My uncle, the man who married one of my mother’s sisters, had a job that required him to travel to exotic locations, sometimes for long periods. Sometimes he left his family in the US, sometimes they moved with him to far-flung lands, and not infrequently there were gaps here and there, ranging from a few to several weeks, and sometimes when that happened they’d crash with us. This threw me together with their daughter, my cousin, who entertained herself when she got bored by getting me into trouble with our parents, generally with great success. I was an only child at the time and had no experience with siblings or interacting with girls, virtually no experience with duplicity.
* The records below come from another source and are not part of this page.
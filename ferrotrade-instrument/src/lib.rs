#![forbid(unsafe_code)]
#![warn(
    unused,
    clippy::all,
    clippy::unwrap_used,
    clippy::expect_used,
    missing_debug_implementations
)]

pub mod asset;
pub mod error;
pub mod restriction;
pub mod time;

pub use asset::{Asset, AssetKind, AssetProfile, AssetRegistry};
pub use error::{AssetError, TimeError};
pub use restriction::TradingRestriction;
pub use time::{Frequency, Unit};
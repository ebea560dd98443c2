use rust_decimal::Decimal;
use thiserror::Error;

/// A single, independently-testable pre-trade check.
pub trait RiskCheck {
    type Input;
    type Error: std::error::Error;

    fn name(&self) -> &'static str;
    fn check(&self, input: &Self::Input) -> Result<(), Self::Error>;
}

#[derive(Debug, Error, Clone, PartialEq, Eq)]
#[error("CheckLossLimitFailed: loss {loss} > limit {limit}")]
pub struct CheckLossLimitFailed {
    pub loss: String,
    pub limit: String,
}

/// Rejects a trade whose worst-case loss (`size · risk`) exceeds `limit`.
pub struct CheckLossLimit {
    pub limit: Decimal,
}

impl RiskCheck for CheckLossLimit {
    type Input = (Decimal, Decimal); // (size, risk per unit)
    type Error = CheckLossLimitFailed;

    fn name(&self) -> &'static str {
        "loss_limit"
    }

    fn check(&self, &(size, risk): &Self::Input) -> Result<(), Self::Error> {
        let loss = size * risk;
        if loss > self.limit {
            Err(CheckLossLimitFailed {
                loss: loss.to_string(),
                limit: self.limit.to_string(),
            })
        } else {
            Ok(())
        }
    }
}

#[derive(Debug, Error, Clone, PartialEq, Eq)]
#[error("CheckHigherThanFailed: notional {notional} > cap {cap}")]
pub struct CheckHigherThanFailed {
    pub notional: String,
    pub cap: String,
}

/// Rejects a trade whose notional (`size · price`) exceeds `cap`.
pub struct CheckHigherThan {
    pub cap: Decimal,
}

impl RiskCheck for CheckHigherThan {
    type Input = (Decimal, Decimal); // (size, price)
    type Error = CheckHigherThanFailed;

    fn name(&self) -> &'static str {
        "notional_cap"
    }

    fn check(&self, &(size, price): &Self::Input) -> Result<(), Self::Error> {
        let notional = size * price;
        if notional > self.cap {
            Err(CheckHigherThanFailed {
                notional: notional.to_string(),
                cap: self.cap.to_string(),
            })
        } else {
            Ok(())
        }
    }
}
use std::time::Duration;

use thiserror::Error;

/// Shared error taxonomy surfaced by the data and execution adapters.
///
/// Variants are split along the line that matters to a caller: is this worth
/// retrying, or is it a final answer from the upstream system.
#[derive(Debug, Error, Clone)]
pub enum UpstreamError {
    /// The request itself failed to complete (connection reset, timeout,
    /// 5xx/429 status). Callers should retry through [`retry`].
    #[error("transient network error: {0}")]
    TransientNetwork(String),

    /// The upstream system answered and rejected the request outright
    /// (4xx other than 429, a venue-level rejection). Not retryable.
    #[error("upstream rejected request: {0}")]
    UpstreamReject(String),

    /// Retries were exhausted without a non-retryable response.
    #[error("max retries ({retries}) exhausted: {last}")]
    MaxRetries { retries: u32, last: String },
}

impl UpstreamError {
    pub fn is_retryable(&self) -> bool {
        matches!(self, UpstreamError::TransientNetwork(_))
    }
}

/// Errors raised while executing a bracket trade.
#[derive(Debug, Error, Clone)]
pub enum TradingError {
    #[error(transparent)]
    Upstream(#[from] UpstreamError),

    #[error("order {0} was not executed")]
    OrderNotExecuted(String),

    #[error("failed to cancel order {0}: {1}")]
    CancelOrder(String, String),

    #[error("position leaked: entry order {entry_id} filled but exit order {exit_id:?} did not fully close it")]
    LeakedPosition {
        entry_id: String,
        exit_id: Option<String>,
    },
}

/// Configuration for [`crate::retry::retry`].
#[derive(Debug, Clone, Copy)]
pub struct RetryPolicy {
    pub max_retries: u32,
    pub base_delay: Duration,
}

impl RetryPolicy {
    pub const fn new(max_retries: u32, base_delay: Duration) -> Self {
        Self {
            max_retries,
            base_delay,
        }
    }
}

impl Default for RetryPolicy {
    fn default() -> Self {
        Self::new(3, Duration::from_millis(100))
    }
}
I was terribly naive and hopelessly sincere, and it must have been too tempting not to take advantage of that.

One time when we were together we were raptly watching Walt Disney’s Cinderella on TV.
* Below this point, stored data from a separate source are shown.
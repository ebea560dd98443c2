use async_trait::async_trait;
use rust_decimal::Decimal;

use crate::account::Account;
use crate::error::BrokerError;
use crate::order::{Order, OrderPrice, OrderType, Side, TimeInForce};

/// Abstraction over a concrete brokerage/exchange trading API.
///
/// `wait_for_execution` resolves once the order reaches a terminal
/// [`crate::order::Status`] or `timeout` elapses, whichever comes first --
/// never only on a timeout, and never spinning forever on a still-pending
/// order with no deadline unless the caller genuinely wants an unbounded
/// wait (pass `None`).
#[async_trait]
pub trait BrokerAdapter: Send + Sync {
    async fn get_account(&self) -> Result<Account, BrokerError>;

    async fn create_order(
        &self,
        symbol: &str,
        size: Decimal,
        side: Side,
        kind: OrderType,
        time_in_force: TimeInForce,
        price: Option<OrderPrice>,
    ) -> Result<Order, BrokerError>;

    async fn get_order(&self, order_id: &str) -> Result<Order, BrokerError>;

    async fn cancel_order(&self, order_id: &str) -> Result<(), BrokerError>;

    async fn wait_for_execution(
        &self,
        order_id: &str,
        timeout: Option<std::time::Duration>,
    ) -> Result<Order, BrokerError>;
}

/// In-memory broker for tests: orders fill (or not) according to a
/// scriptable per-symbol fill price, grounded on the original's in-memory
/// backtest trading provider.
pub mod mock {
    use std::collections::HashMap;
    use std::sync::atomic::{AtomicU64, Ordering};

    use parking_lot::Mutex;
    use smol_str::SmolStr;

    use super::*;
    use crate::order::Status;

    #[derive(Debug, Clone, Copy)]
    pub enum FillBehaviour {
        FullFillAt(Decimal),
        Reject,
        StayPending,
    }

    pub struct MockBrokerAdapter {
        account: Mutex<Account>,
        next_id: AtomicU64,
        orders: Mutex<HashMap<SmolStr, Order>>,
        fills: Mutex<HashMap<SmolStr, FillBehaviour>>,
    }

    impl MockBrokerAdapter {
        pub fn new(account: Account) -> Self {
            Self {
                account: Mutex::new(account),
                next_id: AtomicU64::new(1),
                orders: Mutex::new(HashMap::new()),
                fills: Mutex::new(HashMap::new()),
            }
        }

        pub fn set_fill_behaviour(&self, symbol: &str, behaviour: FillBehaviour) {
            self.fills.lock().insert(SmolStr::new(symbol), behaviour);
        }
    }

    #[async_trait]
    impl BrokerAdapter for MockBrokerAdapter {
        async fn get_account(&self) -> Result<Account, BrokerError> {
            Ok(*self.account.lock())
        }

        async fn create_order(
            &self,
            symbol: &str,
            size: Decimal,
            side: Side,
            kind: OrderType,
            time_in_force: TimeInForce,
            price: Option<OrderPrice>,
        ) -> Result<Order, BrokerError> {
            let id = SmolStr::new(self.next_id.fetch_add(1, Ordering::SeqCst).to_string());
            let behaviour = self
                .fills
                .lock()
                .get(symbol)
                .copied()
                .unwrap_or(FillBehaviour::FullFillAt(Decimal::ONE));

            let (status, filled_size, filled_price) = match behaviour {
                FillBehaviour::FullFillAt(p) => (Status::Filled, size, Some(p)),
                FillBehaviour::Reject => (Status::Rejected, Decimal::ZERO, None),
                FillBehaviour::StayPending => (Status::Pending, Decimal::ZERO, None),
            };

            let order = Order {
                id: id.clone(),
                symbol: SmolStr::new(symbol),
                size,
                side,
                kind,
                time_in_force,
                price,
                status,
                filled_size,
                filled_price,
                submitted_at: chrono::Utc::now(),
            };
            self.orders.lock().insert(id, order.clone());
            Ok(order)
        }

        async fn get_order(&self, order_id: &str) -> Result<Order, BrokerError> {
            self.orders
                .lock()
                .get(order_id)
                .cloned()
                .ok_or_else(|| BrokerError::UnknownOrder(order_id.to_string()))
        }

        async fn cancel_order(&self, order_id: &str) -> Result<(), BrokerError> {
            let mut orders = self.orders.lock();
            let order = orders
                .get_mut(order_id)
                .ok_or_else(|| BrokerError::UnknownOrder(order_id.to_string()))?;
            if !order.status.is_terminal() {
                order.status = Status::Cancelled;
            }
            Ok(())
        }

        async fn wait_for_execution(
            &self,
            order_id: &str,
            _timeout: Option<std::time::Duration>,
        ) -> Result<Order, BrokerError> {
            self.get_order(order_id).await
        }
    }
}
You have to understand that this was long before VHS, when all television was what now is starting to be called “appointment television”. There was no way to record or time-shift anything, and any feature film being aired was quite an event. For many years pretty much the only time that happened was NBC’s “Saturday Night at the Movies”, one film on one network per week, so seeing Cinderella was something special. Back then when a movie was being shown on TV it was important enough to actually watch the movie, to actually give it your attention, not chatter over it, ignore it while doing something else, or constantly leave the room and return.

According to my father both of us, my girl-cousin and myself, watched the entire film with great intensity, and when it ended we both turned to him with questions.

My girl-cousin asked “Did they really live happily ever after?”.

I asked “How did that wand work?”.

Still there, after all these decades. Tell me how the magic/tech actually works, I’ll take care of all that other stuff, thanks.